He spent an immense deal of time in trying to discover that gross imposture, the spirit rap, but in vain! For this purpose he once lived for a week in a medium's house, with full power to investigate. He walked all over the house with the medium, but the raps came everywhere. They sounded on the floor, walls, or ceiling of every room, on every article of furniture, on doors and windows, on the marble mantel-piece, and the steel grate. With the same medium they occurred on board a steamer, on the stool he sat on, on the keel of a small boat in the water, on the ground out of doors, on trees, and on rocks by the sea-shore. With every test that he could apply, he could find no physical cause for these sounds. Sometimes they occurred as delicate tickings, at others like blows of a sledge hammer—so tremendous that it seemed impossible any article of furniture could resist them: yet the table on which they resounded showed not a scratch! On almost all these occasions the rooms were searched, the doors were locked, and the mediums were held fast; yet Mr. Owen could never find out the trick! How strange, when the thing is said to be so simple that our men of science will not even take the trouble to refute it!

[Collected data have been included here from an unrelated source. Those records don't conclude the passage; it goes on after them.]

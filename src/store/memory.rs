use std::collections::HashMap;

use async_trait::async_trait;
use tokio::sync::RwLock;

use super::{CredentialStore, UserRecord};
use crate::error::StoreError;

/// Process-local store. Every method takes the lock exactly once, so each
/// write is atomic with respect to every other call.
#[derive(Default)]
pub struct InMemoryCredentialStore {
    users: RwLock<HashMap<String, UserRecord>>,
}

impl InMemoryCredentialStore {
    pub fn new() -> Self {
        Self::default()
    }
}

fn not_found(identity: &str) -> StoreError {
    StoreError::NotFound(format!("user {}", identity))
}

#[async_trait]
impl CredentialStore for InMemoryCredentialStore {
    async fn find_by_identity(&self, identity: &str) -> Result<UserRecord, StoreError> {
        self.users
            .read()
            .await
            .get(identity)
            .cloned()
            .ok_or_else(|| not_found(identity))
    }

    async fn list(&self) -> Result<Vec<UserRecord>, StoreError> {
        let mut users: Vec<UserRecord> = self.users.read().await.values().cloned().collect();
        users.sort_by(|a, b| a.created_at.cmp(&b.created_at).then(a.identity.cmp(&b.identity)));
        Ok(users)
    }

    async fn insert(&self, record: &UserRecord) -> Result<(), StoreError> {
        let mut users = self.users.write().await;
        if users.contains_key(&record.identity) {
            return Err(StoreError::Duplicate(format!("user {}", record.identity)));
        }
        users.insert(record.identity.clone(), record.clone());
        Ok(())
    }

    async fn save(&self, record: &UserRecord) -> Result<(), StoreError> {
        let mut users = self.users.write().await;
        let stored = users
            .get_mut(&record.identity)
            .ok_or_else(|| not_found(&record.identity))?;
        stored.role = record.role;
        stored.password_hash = record.password_hash.clone();
        stored.updated_at = record.updated_at;
        Ok(())
    }

    async fn set_refresh_token(
        &self,
        identity: &str,
        token: Option<&str>,
    ) -> Result<(), StoreError> {
        let mut users = self.users.write().await;
        let stored = users.get_mut(identity).ok_or_else(|| not_found(identity))?;
        stored.refresh_token = token.map(str::to_owned);
        Ok(())
    }

    async fn swap_refresh_token(
        &self,
        identity: &str,
        current: &str,
        next: &str,
    ) -> Result<bool, StoreError> {
        let mut users = self.users.write().await;
        let stored = users.get_mut(identity).ok_or_else(|| not_found(identity))?;
        if stored.refresh_token.as_deref() != Some(current) {
            return Ok(false);
        }
        stored.refresh_token = Some(next.to_owned());
        Ok(true)
    }

    async fn delete(&self, identity: &str) -> Result<(), StoreError> {
        self.users
            .write()
            .await
            .remove(identity)
            .map(|_| ())
            .ok_or_else(|| not_found(identity))
    }
}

In the matter of table-moving he had no more success. When Faraday exposed table-turning, he remarked that experimenters who thought tables even rose in the air should suspend them in a balance, and see if the weight was affected by this supposed force. Mr. Owen, at the suggestion of the late Dr. Robert Chambers, did this. Together, they suspended a table, weighing exactly 121 lbs., about 8 inches from the floor, by a powerful steelyard: two mediums were present, whose feet and hands were attended to; yet, without any contact whatever, the table, when requested, became lighter, coming down to 60 lbs., having thus lost half its weight: when requested to be made heavier it weighed 144 lbs. What are we to make of this? Two thoroughly reliable witnesses and a balance tell us one thing; but men of science say it can't be true: which are we to trust?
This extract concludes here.